Re: Read-triggered corruption of swap backed MD devices

From: <asomers_at_gmail.com>
Date: Fri, 24 May 2013 09:40:44 -0600
Fast work, Konstantin!  This looks like it may be the solution to an
intermittent and inexplicable bug we've been seeing that we feared may
be data corruption in ZFS.

On Fri, May 24, 2013 at 2:53 AM, Konstantin Belousov
<kostikbel_at_gmail.com> wrote:
> On Fri, May 24, 2013 at 12:19:44PM +1000, Lawrence Stewart wrote:
>> Hi all,
>>
>> I tracked the cause of a colleague's nanobsd image creation problem to
>> what appears to be some nasty behaviour with swap-backed MD devices.
>> I've verified the behaviour exists on three separate systems running
>> 10-CURRENT r250260, 9-STABLE r250824 and 9-STABLE r250925.
>>
>> The following minimal reproduction recipe (run as root)
>> deterministically triggers the behaviour for me on the 3 systems I've
>> tested:
>>
>> env MD_DEV=`mdconfig -an -t swap -s 1m -x 63 -y 16` sh -c '(fdisk -I
>> md${MD_DEV} ; bsdlabel -w -B md${MD_DEV}s1 ; bsdlabel md${MD_DEV}s1 ; dd
>> if=/dev/md${MD_DEV} of=/dev/null bs=64k ; bsdlabel md${MD_DEV}s1 ;
>> mdconfig -d -u ${MD_DEV})'
>>
>> By changing the mdconfig "-t swap" argument to "-t malloc", the bsdlabel
>> remains intact after the dd command completes.
>>
>> I've included command line recipe runs from my 10-CURRENT r250260 laptop
>> with both "-t swap" and "-t malloc" at the end of this email for reference.
>>
>> Smells like a VM related problem to me, but ENOCLUE so I would
>> appreciate some help.
>
> Confirmed, and the following patch fixed the issue for me.
>
> diff --git a/sys/dev/md/md.c b/sys/dev/md/md.c
> index e871d8f..57c5b57 100644
> --- a/sys/dev/md/md.c
> +++ b/sys/dev/md/md.c
> _at__at_ -829,7 +829,9 _at__at_ mdstart_swap(struct md_s *sc, struct bio *bp)

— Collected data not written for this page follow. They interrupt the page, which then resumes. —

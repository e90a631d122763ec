//! IdGenerator port - ID 生成の抽象化
//!
//! コアは ID の生成アルゴリズムを知りません。失敗し得る操作として扱い、
//! 失敗した場合は Job の生成そのものを中止します（リトライはしない）。
//!
//! # 実装
//! - **UlidGenerator**: ULID ベース（デフォルト）

use std::sync::Arc;

use ulid::Ulid;

use crate::domain::{JobId, SiftError};
use crate::ports::Clock;

/// IdGenerator は一意な JobId を生成
///
/// # Thread Safety
/// - `Send + Sync` を要求（複数の producer から共有される）
pub trait IdGenerator: Send + Sync {
    fn generate_id(&self) -> Result<JobId, SiftError>;
}

impl<T: IdGenerator + ?Sized> IdGenerator for Arc<T> {
    fn generate_id(&self) -> Result<JobId, SiftError> {
        (**self).generate_id()
    }
}

/// UlidGenerator は ULID ベースの ID 生成器
///
/// Clock の時刻をタイムスタンプ部に、乱数をランダム部に使います。
pub struct UlidGenerator<C> {
    clock: C,
}

impl<C: Clock> UlidGenerator<C> {
    pub fn new(clock: C) -> Self {
        Self { clock }
    }
}

impl<C: Clock> IdGenerator for UlidGenerator<C> {
    fn generate_id(&self) -> Result<JobId, SiftError> {
        let millis = self.clock.now().timestamp_millis();
        // ULID のタイムスタンプは 48-bit の unix millis
        let timestamp_ms = u64::try_from(millis)
            .ok()
            .filter(|ms| *ms < (1 << 48))
            .ok_or_else(|| {
                SiftError::IdGenerationFailed(format!("clock out of ULID range: {millis}ms"))
            })?;
        let ulid = Ulid::from_parts(timestamp_ms, rand::random());
        Ok(JobId::from(ulid))
    }
}
//! PriorityQueue - インメモリの優先度付きジョブキュー
//!
//! # 設計
//! - `Mutex<QueueState>` 1 つがすべてのインデックスを守り、`Condvar` 1 つが待機中の consumer を起こす
//! - 可視なジョブはインデックス付きヒープ、遅延中のジョブは可視時刻順のインデックスに置く。
//!   遅延ジョブは consumer が覗くたびにロック内で昇格させる（lazy promotion）
//! - dequeue したジョブは checkout 状態になる。呼び出し側はコピーを受け取り、
//!   キューは `in_flight` に控えを持って ack / nack まで触らない
//!
//! # 起床の規則
//! - 可視なジョブが増えた: `notify_one`
//! - 可視時刻が変わった（遅延ジョブの受け付け、visibility 変更）: `notify_all`。
//!   タイマーなしで寝ている consumer にも待ち時間を計算し直させる
//! - checkout 後もヒープが空でなければ、次の consumer に起床を引き継ぐ

use std::cmp::Ordering;
use std::collections::{BTreeMap, HashMap};
use std::mem;
use std::sync::{Arc, Condvar, Mutex, MutexGuard, PoisonError};
use std::time::{Duration, Instant};

use chrono::{DateTime, Utc};
use tracing::{debug, info, warn};
use ulid::Ulid;

use super::QueueConfig;
use super::heap::{Comparator, ReadyHeap, default_comparator};
use super::scheduled::ScheduledIndex;
use crate::domain::{Job, JobId, JobStatus, Metadata, Payload, Priority, SiftError};
use crate::observability::QueueCounts;
use crate::ports::{Clock, IdGenerator, SystemClock, UlidGenerator};

/// `nack` がジョブをどう扱ったか
#[derive(Debug, Clone, PartialEq, Eq)]
pub enum NackOutcome {
    /// 再受け付けされた。`delay` 経過後に再び配信対象になる
    ///
    /// ジョブは `Pending` を経由するが、同じロック内で `Queued`（delay 0）か
    /// `Scheduled` に置き直されるため、`Pending` は外からは観測されない。
    Retrying { retry_count: u32, delay: Duration },

    /// リトライ上限。ジョブは `Failed` として dead-letter に入った
    DeadLettered { id: JobId, retry_count: u32 },
}

impl NackOutcome {
    pub fn is_dead_lettered(&self) -> bool {
        matches!(self, NackOutcome::DeadLettered { .. })
    }

    /// 「もう一度走るか」だけを知りたい呼び出し側向け。
    /// dead-letter 行きは `SiftError::MaxAttemptsReached` になる
    pub fn into_result(self) -> Result<u32, SiftError> {
        match self {
            NackOutcome::Retrying { retry_count, .. } => Ok(retry_count),
            NackOutcome::DeadLettered { id, retry_count } => {
                Err(SiftError::MaxAttemptsReached { id, retry_count })
            }
        }
    }
}

struct QueueState {
    /// 可視なジョブ（優先度順）
    ready: ReadyHeap,

    /// 可視時刻が未来のジョブ
    scheduled: ScheduledIndex,

    /// pause / defer されたジョブ
    parked: HashMap<JobId, Job>,

    /// checkout 中（ack / nack 待ち）
    in_flight: HashMap<JobId, Job>,

    dead_letter: Vec<Job>,

    /// 到着順カウンタ（ヒープ順序の最後のタイブレーク）
    next_seq: u64,

    closed: bool,
}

>                 m = vm_page_grab(sc->object, i, VM_ALLOC_NORMAL |
>                     VM_ALLOC_RETRY);
>                 if (bp->bio_cmd == BIO_READ) {
> -                       if (m->valid != VM_PAGE_BITS_ALL)

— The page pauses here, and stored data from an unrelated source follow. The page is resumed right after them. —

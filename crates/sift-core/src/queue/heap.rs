//! ReadyHeap - 配信可能なジョブのインデックス付き二分ヒープ
//!
//! # 設計
//! - `entries` がヒープ配列。各ジョブは自分の位置を `Job::index` に持つ
//! - `slots` は JobId -> 位置。id 指定の削除と優先度変更は O(log n)
//! - comparator で同順位なら到着順（seq）で決める。順序は常に全順序

use std::cmp::Ordering;
use std::collections::HashMap;
use std::sync::Arc;

use crate::domain::{Job, JobId};

/// どのジョブを先に配信するかを決める順序。`Less` が「先」
pub type Comparator = Arc<dyn Fn(&Job, &Job) -> Ordering + Send + Sync>;

/// priority 昇順、次に作成時刻、最後に更新時刻
pub fn default_comparator(a: &Job, b: &Job) -> Ordering {
    a.priority()
        .cmp(&b.priority())
        .then_with(|| a.created_at().cmp(&b.created_at()))
        .then_with(|| a.updated_at().cmp(&b.updated_at()))
}

struct Entry {
    job: Job,
    seq: u64,
}

pub(crate) struct ReadyHeap {
    entries: Vec<Entry>,
    slots: HashMap<JobId, usize>,
    comparator: Comparator,
}

impl ReadyHeap {
    pub(crate) fn new(comparator: Comparator) -> Self {
        Self {
            entries: Vec::new(),
            slots: HashMap::new(),
            comparator,
        }
    }

    pub(crate) fn len(&self) -> usize {
        self.entries.len()
    }

    pub(crate) fn is_empty(&self) -> bool {
        self.entries.is_empty()
    }

    pub(crate) fn contains(&self, id: &JobId) -> bool {
        self.slots.contains_key(id)
    }

    pub(crate) fn get(&self, id: &JobId) -> Option<&Job> {
        self.slots.get(id).map(|&slot| &self.entries[slot].job)
    }

    pub(crate) fn peek(&self) -> Option<&Job> {
        self.entries.first().map(|e| &e.job)
    }

    pub(crate) fn push(&mut self, mut job: Job, seq: u64) {
        let slot = self.entries.len();
        job.index = Some(slot);
        self.slots.insert(job.id().clone(), slot);
        self.entries.push(Entry { job, seq });
        self.sift_up(slot);
    }

    pub(crate) fn pop(&mut self) -> Option<(Job, u64)> {
        if self.entries.is_empty() {
            return None;
        }
        Some(self.remove_at(0))
    }

    pub(crate) fn remove(&mut self, id: &JobId) -> Option<(Job, u64)> {
        let slot = *self.slots.get(id)?;
        Some(self.remove_at(slot))
    }

    /// ジョブをその場で書き換え、その位置からヒープ順序を直す
    pub(crate) fn update<R>(&mut self, id: &JobId, f: impl FnOnce(&mut Job) -> R) -> Option<R> {
        let slot = *self.slots.get(id)?;
        let result = f(&mut self.entries[slot].job);
        self.fix(slot);
        Some(result)
    }

    fn remove_at(&mut self, slot: usize) -> (Job, u64) {
        let Entry { mut job, seq } = self.entries.swap_remove(slot);
        self.slots.remove(job.id());
        job.index = None;
        if slot < self.entries.len() {
            // 末尾にいたエントリが `slot` に来ている
            self.reindex(slot);
            self.fix(slot);
        }
        (job, seq)
    }

    fn less(&self, i: usize, j: usize) -> bool {
        let (a, b) = (&self.entries[i], &self.entries[j]);
        (self.comparator)(&a.job, &b.job).then(a.seq.cmp(&b.seq)) == Ordering::Less
    }

    fn swap(&mut self, i: usize, j: usize) {
        self.entries.swap(i, j);
        self.reindex(i);
        self.reindex(j);
    }

    fn reindex(&mut self, slot: usize) {
        let job = &mut self.entries[slot].job;
        job.index = Some(slot);
        if let Some(s) = self.slots.get_mut(job.id()) {
            *s = slot;
        }
    }

    fn fix(&mut self, slot: usize) {
        if !self.sift_up(slot) {
            self.sift_down(slot);
        }
    }

    /// 動いたら true
    fn sift_up(&mut self, mut slot: usize) -> bool {
        let start = slot;
        while slot > 0 {
            let parent = (slot - 1) / 2;
            if !self.less(slot, parent) {
                break;
            }
            self.swap(slot, parent);
            slot = parent;
        }
        slot != start
    }

    fn sift_down(&mut self, mut slot: usize) {
        let n = self.entries.len();
        loop {
            let left = 2 * slot + 1;
            if left >= n {
                break;
            }
            let right = left + 1;
            let child = if right < n && self.less(right, left) {
                right
            } else {
                left
            };
            if !self.less(child, slot) {
                break;
            }
            self.swap(slot, child);
            slot = child;
        }
    }
}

> +                       if (m->valid == VM_PAGE_BITS_ALL)
> +                               rv = VM_PAGER_OK;
> +                       else
>                                 rv = vm_pager_get_pages(sc->object, &m, 1, 0);
>                         if (rv == VM_PAGER_ERROR) {
>                                 vm_page_wakeup(m);
> _at__at_ -854,6 +856,8 _at__at_ mdstart_swap(struct md_s *sc, struct bio *bp)
>                 } else if (bp->bio_cmd == BIO_WRITE) {
>                         if (len != PAGE_SIZE && m->valid != VM_PAGE_BITS_ALL)

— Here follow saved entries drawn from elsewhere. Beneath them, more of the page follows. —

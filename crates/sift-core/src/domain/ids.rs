//! ドメインの識別子
//!
//! `JobId` は不透明な文字列 ID です。生成方法（ULID, nanoid, DB sequence など）は
//! `ports::IdGenerator` に任せ、ドメイン側は中身を解釈しません。

use serde::{Deserialize, Serialize};
use std::fmt;
use ulid::Ulid;

/// ULID 由来の ID に付けるプレフィックス
pub const JOB_ID_PREFIX: &str = "job-";

/// ジョブの識別子。ジョブの生存中は変わらない
#[derive(Debug, Clone, PartialEq, Eq, Hash, PartialOrd, Ord, Serialize, Deserialize)]
#[serde(transparent)]
pub struct JobId(String);

impl JobId {
    pub fn new(value: impl Into<String>) -> Self {
        Self(value.into())
    }

    pub fn as_str(&self) -> &str {
        &self.0
    }
}

impl From<Ulid> for JobId {
    fn from(ulid: Ulid) -> Self {
        Self(format!("{JOB_ID_PREFIX}{ulid}"))
    }
}

impl fmt::Display for JobId {
    fn fmt(&self, f: &mut fmt::Formatter<'_>) -> fmt::Result {
        self.0.fmt(f)
    }
}
//! Clock port - 時刻の抽象化
//!
//! - **SystemClock**: 本番用
//! - **FixedClock**: テスト用（決定的な時刻）
//! - **ManualClock**: テスト用（手で進める時刻。可視時刻やバックオフを sleep なしで検証する）

use std::sync::{Mutex, PoisonError};
use std::time::Duration;

use chrono::{DateTime, Utc};

/// Clock は現在時刻を提供
pub trait Clock: Send + Sync {
    fn now(&self) -> DateTime<Utc>;
}

/// 実時刻
#[derive(Debug, Clone, Copy, Default)]
pub struct SystemClock;

impl Clock for SystemClock {
    fn now(&self) -> DateTime<Utc> {
        Utc::now()
    }
}

/// 常に同じ時刻を返す
#[derive(Debug, Clone, Copy)]
pub struct FixedClock {
    at: DateTime<Utc>,
}

impl FixedClock {
    pub fn new(at: DateTime<Utc>) -> Self {
        Self { at }
    }
}

impl Clock for FixedClock {
    fn now(&self) -> DateTime<Utc> {
        self.at
    }
}

/// 明示的に進めるまで止まっている時刻
#[derive(Debug)]
pub struct ManualClock {
    now: Mutex<DateTime<Utc>>,
}

impl ManualClock {
    pub fn new(at: DateTime<Utc>) -> Self {
        Self { now: Mutex::new(at) }
    }

    pub fn advance(&self, by: Duration) {
        let by = chrono::Duration::from_std(by).unwrap_or(chrono::Duration::MAX);
        let mut now = self.now.lock().unwrap_or_else(PoisonError::into_inner);
        *now = now.checked_add_signed(by).unwrap_or(DateTime::<Utc>::MAX_UTC);
    }

    pub fn set(&self, at: DateTime<Utc>) {
        *self.now.lock().unwrap_or_else(PoisonError::into_inner) = at;
    }
}

impl Clock for ManualClock {
    fn now(&self) -> DateTime<Utc> {
        *self.now.lock().unwrap_or_else(PoisonError::into_inner)
    }
}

>                                 rv = vm_pager_get_pages(sc->object, &m, 1, 0);
> +                       else
> +                               rv = VM_PAGER_OK;
>                         if (rv == VM_PAGER_ERROR) {
>                                 vm_page_wakeup(m);
>                                 break;
> _at__at_ -868,6 +872,8 _at__at_ mdstart_swap(struct md_s *sc, struct bio *bp)
>                 } else if (bp->bio_cmd == BIO_DELETE) {
>                         if (len != PAGE_SIZE && m->valid != VM_PAGE_BITS_ALL)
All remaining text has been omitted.